No specific risk factors for GIB have been identified; however, prior ranitidine use and longer residence in high-risk areas of endemicity may contribute to the risk (Lyon et al., 2001; Khan et al., 2001). It is unclear how the fungus is introduced into the host’s gastrointestinal tract, but this probably occurs through ingestion of contaminated soil, animal faeces or food (Fahimzad et al., 2006). We could not detect any information about the method by which our patient acquired the infection.

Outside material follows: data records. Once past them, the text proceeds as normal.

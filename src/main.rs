//! labsim CLI - headless runner for the lab demos.
//!
//! Snapshots go to stdout as JSON lines; logs go to stderr.

use clap::Parser;
use std::process::ExitCode;
use tracing_subscriber::EnvFilter;

use labsim::cli::{run_cli, Args};

fn main() -> ExitCode {
    let args = Args::parse();

    let filter = if args.verbose {
        EnvFilter::new("labsim=debug")
    } else {
        EnvFilter::try_from_default_env().unwrap_or_else(|_| EnvFilter::new("labsim=info"))
    };
    tracing_subscriber::fmt()
        .with_env_filter(filter)
        .with_writer(std::io::stderr)
        .init();

    run_cli(&args)
}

The clinical manifestations of GIB include abdominal pain, fever, vomiting, weight loss and abdominal mass; the latter is observed during abdominal examination or is demonstrated by imaging or during laparotomy (Vikram et al., 2012). The presence of an abdominal mass may be confused with malignancy, appendicular mass, Crohn’s disease, intestinal tuberculosis, sarcoidosis and amoebiasis (Ribes et al., 2000). However, the characteristic histopathological features are the key in the diagnosis of all cases, together with fungal culture in some cases (Al-Qahtani et al., 2013; El–Shabrawi et al., 2011). This means that in cases where there is a lack of awareness and the facilities to diagnose such a rare disease, the diagnosis will be missed and such patients are at increased risk of morbidity.

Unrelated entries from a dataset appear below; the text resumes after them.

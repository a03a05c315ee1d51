//! # labsim
//!
//! Interactive numerical lab demos driven one tick at a time.
//!
//! Four small engines share one lifecycle ([`demos::DemoEngine`]):
//! - Particle field with pointer repulsion and a proximity graph
//! - Gradient descent (SGD, momentum, Adam) on three landscapes
//! - Tabular Q-learning in a walled maze
//! - Linear regression reported under four losses
//!
//! Every engine is seeded, so the same configuration replays the same
//! state sequence.
//!
//! ## Example
//!
//! ```rust
//! use labsim::prelude::*;
//!
//! let config = LabConfig::builder().seed(42).build();
//! let mut optimizer = FunctionOptimizer::from_config(config.optimizer);
//! optimizer.run_until_complete(500);
//! assert!(optimizer.is_complete());
//! ```

#![forbid(unsafe_code)]
#![deny(clippy::unwrap_used, clippy::expect_used, clippy::panic)]
#![warn(clippy::pedantic, clippy::nursery)]
#![allow(
    clippy::module_name_repetitions,
    clippy::similar_names,
    clippy::cast_precision_loss,
    clippy::cast_possible_truncation,
    clippy::cast_sign_loss,
    clippy::suboptimal_flops,
    clippy::imprecise_flops,
    clippy::too_many_lines,
    clippy::missing_const_for_fn,
    clippy::needless_range_loop,
)]

pub mod cli;
pub mod config;
pub mod demos;
pub mod engine;
pub mod error;

/// Prelude for convenient imports
pub mod prelude {
    pub use crate::config::{LabConfig, LabConfigBuilder};
    pub use crate::demos::{
        DemoEngine, FunctionOptimizer, GridWorldAgent, ParticleField, RegressionTrainer,
    };
    pub use crate::engine::rng::SimRng;
    pub use crate::error::{LabError, LabResult};
}

/// Re-export for public API
pub use error::{LabError, LabResult};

Leukocytosis, marked eosinophilia and elevated ESR and C-reactive protein were found in our case, as in other reports (Al-Qahtani et al., 2013; Al Saleem et al., 2013). These laboratory results should alert the physician to suspect GIB in the presence of clinical presentations suggestive of the disease. Lyon et al. (2001) mentioned in his report that leukocytosis resolved after surgical resection. Our patient had markedly elevated leukocytic and eosinophilic counts after hemicolectomy. This elevation can be explained by fungal dissemination to the liver, so persistent elevation of leukocytic and eosinophilic counts could be assumed to be predictors of fungal dissemination.

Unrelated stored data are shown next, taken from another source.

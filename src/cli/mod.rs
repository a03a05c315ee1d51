//! CLI module for labsim.
//!
//! All CLI logic lives here so it can be tested in-process; `main.rs`
//! only parses arguments, installs the log subscriber and calls
//! [`run_cli`].

mod args;
mod commands;
mod output;

pub use args::{Args, DemoKind};
pub use commands::{run, run_cli, RunSummary};
pub use output::{write_frame, Frame};
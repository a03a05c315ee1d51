//! Demo parity suite.
//!
//! Every lab demo is driven through the same lifecycle checks:
//!
//! 1. YAML Loading - all demos load from YAML configs
//! 2. Deterministic Replay - same seed produces identical states
//! 3. State Parity - two instances produce identical state sequences
//! 4. Reset - reset after any run equals a fresh engine

#![allow(clippy::unwrap_used, clippy::expect_used)]

use labsim::demos::{
    DemoEngine, FunctionOptimizer, GridWorldAgent, ParticleField, RegressionTrainer,
};

// =============================================================================
// Test Infrastructure
// =============================================================================

/// Object-safe wrapper trait for heterogeneous engine testing.
trait DemoEngineObject {
    fn step_engine(&mut self);
    fn state_hash(&self) -> u64;
    fn state_json(&self) -> String;
    fn step_count_val(&self) -> u64;
    fn seed_val(&self) -> u64;
    fn reset_val(&mut self);
    fn reset_with_seed_val(&mut self, seed: u64);
    fn name_val(&self) -> &'static str;
}

impl<E: DemoEngine> DemoEngineObject for E {
    fn step_engine(&mut self) {
        self.step();
    }

    fn state_hash(&self) -> u64 {
        self.state_checksum()
    }

    fn state_json(&self) -> String {
        labsim::demos::snapshot_json(self).expect("serializable state")
    }

    fn step_count_val(&self) -> u64 {
        self.step_count()
    }

    fn seed_val(&self) -> u64 {
        self.seed()
    }

    fn reset_val(&mut self) {
        self.reset();
    }

    fn reset_with_seed_val(&mut self, seed: u64) {
        self.reset_with_seed(seed);
    }

    fn name_val(&self) -> &'static str {
        self.name()
    }
}

const PARTICLES_YAML: &str = "count: 30\nseed: 11\n";
const OPTIMIZER_YAML: &str = "objective: himmelblau\noptimizer: adam\nlearning_rate: 0.05\nseed: 11\n";
const GRID_WORLD_YAML: &str = "epsilon: 0.4\nlearning_rate: 0.2\nseed: 11\n";
const REGRESSION_YAML: &str = "loss: huber\ndataset_size: 25\nseed: 11\n";

fn all_engines() -> Vec<Box<dyn DemoEngineObject>> {
    vec![
        Box::new(ParticleField::from_yaml(PARTICLES_YAML).expect("particles yaml")),
        Box::new(FunctionOptimizer::from_yaml(OPTIMIZER_YAML).expect("optimizer yaml")),
        Box::new(GridWorldAgent::from_yaml(GRID_WORLD_YAML).expect("grid world yaml")),
        Box::new(RegressionTrainer::from_yaml(REGRESSION_YAML).expect("regression yaml")),
    ]
}

fn hash_sequence(engine: &mut dyn DemoEngineObject, steps: usize) -> Vec<u64> {
    (0..steps)
        .map(|_| {
            engine.step_engine();
            engine.state_hash()
        })
        .collect()
}

// =============================================================================
// 1. YAML Loading
// =============================================================================

#[test]
fn test_all_demos_load_from_yaml() {
    let engines = all_engines();
    assert_eq!(engines.len(), 4);
    for engine in &engines {
        assert_eq!(engine.seed_val(), 11, "{}", engine.name_val());
        assert_eq!(engine.step_count_val(), 0, "{}", engine.name_val());
    }
}

#[test]
fn test_invalid_yaml_rejected() {
    assert!(ParticleField::from_yaml("count: [1, 2]\n").is_err());
    assert!(FunctionOptimizer::from_yaml("optimizer: rmsprop\n").is_err());
    assert!(GridWorldAgent::from_yaml("discount: 1.5\n").is_err());
    assert!(RegressionTrainer::from_yaml("dataset_size: 20000\n").is_err());
}

#[test]
fn test_nan_config_rejected_by_every_demo() {
    assert!(ParticleField::from_yaml("bound: .nan\n").is_err());
    assert!(FunctionOptimizer::from_yaml("start_x: .nan\n").is_err());
    assert!(GridWorldAgent::from_yaml("learning_rate: .nan\n").is_err());
    assert!(RegressionTrainer::from_yaml("learning_rate: .nan\n").is_err());
}

// =============================================================================
// 2. Deterministic Replay
// =============================================================================

#[test]
fn test_replay_after_reset_matches() {
    for mut engine in all_engines() {
        let first = hash_sequence(engine.as_mut(), 200);
        engine.reset_val();
        let second = hash_sequence(engine.as_mut(), 200);
        assert_eq!(first, second, "{} replay diverged", engine.name_val());
    }
}

// =============================================================================
// 3. State Parity
// =============================================================================

#[test]
fn test_two_instances_in_lockstep() {
    let mut left = all_engines();
    let mut right = all_engines();
    for (a, b) in left.iter_mut().zip(right.iter_mut()) {
        for step in 0..150 {
            a.step_engine();
            b.step_engine();
            assert_eq!(
                a.state_json(),
                b.state_json(),
                "{} diverged at step {step}",
                a.name_val()
            );
        }
    }
}

#[test]
fn test_clone_continues_identically() {
    let mut agent = GridWorldAgent::from_yaml(GRID_WORLD_YAML).expect("grid world yaml");
    agent.run(500);
    let mut checkpoint = agent.clone();

    agent.run(500);
    checkpoint.run(500);
    assert_eq!(agent.state(), checkpoint.state());
}

// =============================================================================
// 4. Reset
// =============================================================================

#[test]
fn test_reset_equals_fresh_engine() {
    let fresh: Vec<String> = all_engines().iter().map(|e| e.state_json()).collect();
    for (mut engine, expected) in all_engines().into_iter().zip(fresh) {
        for _ in 0..300 {
            engine.step_engine();
        }
        engine.reset_val();
        assert_eq!(engine.step_count_val(), 0, "{}", engine.name_val());
        assert_eq!(engine.state_json(), expected, "{}", engine.name_val());
    }
}

#[test]
fn test_reset_with_seed_adopts_seed() {
    for mut engine in all_engines() {
        engine.reset_with_seed_val(99);
        assert_eq!(engine.seed_val(), 99, "{}", engine.name_val());
        assert_eq!(engine.step_count_val(), 0, "{}", engine.name_val());
    }
}

#[test]
fn test_step_count_tracks_calls() {
    for mut engine in all_engines() {
        for _ in 0..37 {
            engine.step_engine();
        }
        assert_eq!(engine.step_count_val(), 37, "{}", engine.name_val());
    }
}
//! Unified demo engine trait.
//!
//! Every lab demo implements [`DemoEngine`]. The trait fixes the
//! (state, step, reset) shape that an external scheduler relies on:
//!
//! - YAML-first configuration (`from_yaml` validates before building)
//! - Deterministic replay (same config + seed gives the same states)
//! - Renderer independence (the renderer only sees owned snapshots)
//!
//! # Scheduling
//!
//! ```text
//! scheduler tick ──► step() ──► state() ──► renderer
//!        ▲                                     │
//!        └──────── stop when is_complete() ◄───┘
//! ```

use serde::{de::DeserializeOwned, Serialize};
use std::collections::hash_map::DefaultHasher;
use std::fmt::Debug;
use std::hash::{Hash, Hasher};
use validator::{Validate, ValidationError};

use crate::error::LabResult;

/// MANDATORY trait for all lab demos.
///
/// # Example
///
/// ```rust
/// use labsim::demos::{DemoEngine, RegressionTrainer};
///
/// let yaml = "learning_rate: 0.2\nseed: 7\n";
/// let mut trainer = RegressionTrainer::from_yaml(yaml).expect("valid config");
/// trainer.run(10);
/// assert_eq!(trainer.step_count(), 10);
/// ```
pub trait DemoEngine: Sized + Clone {
    /// Configuration type loaded from YAML.
    type Config: DeserializeOwned + Validate + Debug;

    /// State snapshot handed to renderers and replay checks.
    type State: Clone + Serialize + PartialEq + Debug;

    /// Result of a single step.
    type StepResult: Debug;

    // === Lifecycle ===

    /// Create engine from YAML configuration string.
    ///
    /// # Errors
    ///
    /// Returns `LabError::YamlParse` if YAML is invalid, or
    /// `LabError::Validation` if a field is out of range or not finite.
    fn from_yaml(yaml: &str) -> LabResult<Self> {
        let config: Self::Config = serde_yaml::from_str(yaml)?;
        config.validate()?;
        Ok(Self::from_config(config))
    }

    /// Create engine from config struct.
    fn from_config(config: Self::Config) -> Self;

    /// Get the current configuration.
    fn config(&self) -> &Self::Config;

    /// Reset to initial state (same seed = same result).
    fn reset(&mut self) {
        self.reset_with_seed(self.seed());
    }

    /// Reset with a new seed.
    fn reset_with_seed(&mut self, seed: u64);

    // === Execution ===

    /// Execute one tick.
    fn step(&mut self) -> Self::StepResult;

    /// Execute N steps.
    fn run(&mut self, n: usize) -> Vec<Self::StepResult> {
        (0..n).map(|_| self.step()).collect()
    }

    /// Step until the run reaches its terminal state or `max_steps` ticks
    /// have elapsed. Returns the number of ticks taken.
    fn run_until_complete(&mut self, max_steps: usize) -> usize {
        let mut taken = 0;
        while taken < max_steps && !self.is_complete() {
            self.step();
            taken += 1;
        }
        taken
    }

    /// Check if the run has reached a terminal state.
    fn is_complete(&self) -> bool {
        false
    }

    // === State Access ===

    /// Get current state snapshot.
    fn state(&self) -> Self::State;

    /// Number of `step` calls since the last reset.
    fn step_count(&self) -> u64;

    /// Seed for reproducibility.
    fn seed(&self) -> u64;

    /// Human-readable demo name.
    fn name(&self) -> &'static str;

    /// Stable checksum of the current snapshot for quick replay comparison.
    fn state_checksum(&self) -> u64 {
        let mut hasher = DefaultHasher::new();
        match serde_json::to_vec(&self.state()) {
            Ok(bytes) => bytes.hash(&mut hasher),
            Err(_) => self.step_count().hash(&mut hasher),
        }
        hasher.finish()
    }
}

/// Schema check shared by every engine config.
///
/// `range` validators compare with `<` and `>`, which NaN never fails, so
/// each config lists its float fields here from a struct-level
/// `#[validate(schema(..))]` hook.
pub(crate) fn require_finite(fields: &[(&'static str, f64)]) -> Result<(), ValidationError> {
    match fields.iter().find(|(_, value)| !value.is_finite()) {
        None => Ok(()),
        Some((name, value)) => {
            let mut err = ValidationError::new("non_finite");
            err.message = Some(format!("{name} must be finite, got {value}").into());
            Err(err)
        }
    }
}

/// Serialize a snapshot of any engine as a single JSON line.
///
/// # Errors
///
/// Returns `LabError::Serialization` if the snapshot cannot be encoded.
pub fn snapshot_json<E: DemoEngine>(engine: &E) -> LabResult<String> {
    Ok(serde_json::to_string(&engine.state())?)
}
//! Shared engine infrastructure.
//!
//! Engines own all of their state; the only thing they share is the way
//! they draw randomness.

pub mod rng;

pub use rng::SimRng;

The characteristic histopathological features of GIB include transmural granulomatous inflammation composed of abundant eosinophils, lymphocytes, histiocytes and giant cells. Histochemical stains revealed broad, aseptate hypha-like structures surrounded by an eosinophilic sheath (Splendore–Hoeppli phenomenon) (Hussein et al., 2007).
B. ranarum generally does not invade blood vessels and rarely disseminates (Pasha et al., 1997). However, van den Berk et al. (2006) presented a case of an obstructing colon tumour with associated liver mass, whilst Bigliazzi et al. (2004) presented a case of disseminated basidiobolomycosis in an immunocompetent woman, with lung involvement as the first clinical manifestation. The prognosis of GIB is usually favourable; however, both of these cases had a fatal outcome. Our patient initially presented with colonic basidiobolomycosis, which disseminated to involve the liver, and was cured.
The appropriate treatment of GIB has not been outlined precisely. Based on the available information, it appears that optimal treatment is combined surgical treatment and prolonged use of antifungals (Fahimzad et al., 2006).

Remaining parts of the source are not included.